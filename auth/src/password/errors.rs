use thiserror::Error;

/// Error type for password operations.
#[derive(Debug, Clone, Error, PartialEq, Eq)]
pub enum PasswordError {
    #[error("Password hashing failed: {0}")]
    HashingFailed(String),

    #[error("Password exceeds the maximum of {max} bytes")]
    TooLong { max: usize },

    #[error("Stored password hash is malformed: {0}")]
    MalformedHash(String),

    #[error("Invalid hash cost {cost}: {reason}")]
    InvalidCost { cost: u32, reason: String },
}
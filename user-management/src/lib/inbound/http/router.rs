use std::sync::Arc;
use std::time::Duration;

use auth::Authenticator;
use axum::body::Body;
use axum::http::Request;
use axum::http::Response;
use axum::middleware;
use axum::routing::get;
use axum::routing::post;
use axum::Router;
use tower_http::cors::CorsLayer;
use tower_http::trace::TraceLayer;
use tracing::Span;

use super::handlers::create_user::create_user;
use super::handlers::delete_user::delete_user;
use super::handlers::get_user::get_user;
use super::handlers::health::health;
use super::handlers::list_users::list_users;
use super::handlers::login::login;
use super::handlers::update_user::update_user;
use super::middleware::require_token;
use crate::domain::identity::ports::IdentityServicePort;
use crate::domain::user::ports::UserServicePort;

#[derive(Clone)]
pub struct AppState {
    pub user_service: Arc<dyn UserServicePort>,
    pub identity_service: Arc<dyn IdentityServicePort>,
    pub authenticator: Arc<Authenticator>,
}

pub fn create_router(
    user_service: Arc<dyn UserServicePort>,
    identity_service: Arc<dyn IdentityServicePort>,
    authenticator: Arc<Authenticator>,
) -> Router {
    let state = AppState {
        user_service,
        identity_service,
        authenticator,
    };

    let require_token = middleware::from_fn_with_state(state.clone(), require_token);

    // Registration is public while listing on the same path is not, so the
    // layer goes on the method router rather than on a nested router.
    let users = post(create_user).merge(get(list_users).route_layer(require_token.clone()));

    let user_by_id = get(get_user)
        .put(update_user)
        .delete(delete_user)
        .route_layer(require_token);

    // Headers stay out of the span: they carry bearer tokens.
    let trace_layer = TraceLayer::new_for_http()
        .make_span_with(|request: &Request<Body>| {
            tracing::info_span!(
                "http_request",
                method = %request.method(),
                uri = %request.uri(),
                version = ?request.version(),
            )
        })
        .on_request(|request: &Request<Body>, _span: &Span| {
            tracing::info!(
                method = %request.method(),
                uri = %request.uri(),
                "Request started"
            );
        })
        .on_response(
            |response: &Response<Body>, latency: Duration, _span: &Span| {
                tracing::info!(
                    status = response.status().as_u16(),
                    latency_ms = latency.as_millis(),
                    "Request completed"
                );
            },
        );

    Router::new()
        .route("/health", get(health))
        .route("/api/login", post(login))
        .route("/api/users", users)
        .route("/api/users/:user_id", user_by_id)
        .layer(trace_layer)
        .layer(CorsLayer::permissive())
        .with_state(state)
}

--------

Repeat each of the entries exactly.

**RESPONSE AREA:**
filename auth/src/password/errors.rs
use thiserror::Error;

/// Error type for password operations.
#[derive(Debug, Clone, Error, PartialEq, Eq)]
pub enum PasswordError {
    #[error("Password hashing failed: {0}")]
    HashingFailed(String),

    #[error("Password exceeds the maximum of {max} bytes")]
    TooLong { max: usize },

    #[error("Stored password hash is malformed: {0}")]
    MalformedHash(String),

    #[error("Invalid hash cost {cost}: {reason}")]
    InvalidCost { cost: u32, reason: String },
}
filename user-management/src/lib/inbound/http/router.rs
use std::sync::Arc;
use std::time::Duration;

use auth::Authenticator;
use axum::body::Body;
use axum::http::Request;
use axum::http::Response;
use axum::middleware;
use axum::routing::get;
use axum::routing::post;
use axum::Router;
use tower_http::cors::CorsLayer;
use tower_http::trace::TraceLayer;
use tracing::Span;

use super::handlers::create_user::create_user;
use super::handlers::delete_user::delete_user;
use super::handlers::get_user::get_user;
use super::handlers::health::health;
use super::handlers::list_users::list_users;
use super::handlers::login::login;
use super::handlers::update_user::update_user;
use super::middleware::require_token;
use crate::domain::identity::ports::IdentityServicePort;
use crate::domain::user::ports::UserServicePort;

#[derive(Clone)]
pub struct AppState {
    pub user_service: Arc<dyn UserServicePort>,
    pub identity_service: Arc<dyn IdentityServicePort>,
    pub authenticator: Arc<Authenticator>,
}

pub fn create_router(
    user_service: Arc<dyn UserServicePort>,
    identity_service: Arc<dyn IdentityServicePort>,
    authenticator: Arc<Authenticator>,
) -> Router {
    let state = AppState {
        user_service,
        identity_service,
        authenticator,
    };

    let require_token = middleware::from_fn_with_state(state.clone(), require_token);

    // Registration is public while listing on the same path is not, so the
    // layer goes on the method router rather than on a nested router.
    let users = post(create_user).merge(get(list_users).route_layer(require_token.clone()));

    let user_by_id = get(get_user)
        .put(update_user)
        .delete(delete_user)
        .route_layer(require_token);

    // Headers stay out of the span: they carry bearer tokens.
    let trace_layer = TraceLayer::new_for_http()
        .make_span_with(|request: &Request<Body>| {
            tracing::info_span!(
                "http_request",
                method = %request.method(),
                uri = %request.uri(),
                version = ?request.version(),
            )
        })
        .on_request(|request: &Request<Body>, _span: &Span| {
            tracing::info!(
                method = %request.method(),
                uri = %request.uri(),
                "Request started"
            );
        })
        .on_response(
            |response: &Response<Body>, latency: Duration, _span: &Span| {
                tracing::info!(
                    status = response.status().as_u16(),
                    latency_ms = latency.as_millis(),
                    "Request completed"
                );
            },
        );

    Router::new()
        .route("/health", get(health))
        .route("/api/login", post(login))
        .route("/api/users", users)
        .route("/api/users/:user_id", user_by_id)
        .layer(trace_layer)
        .layer(CorsLayer::permissive())
        .with_state(state)
}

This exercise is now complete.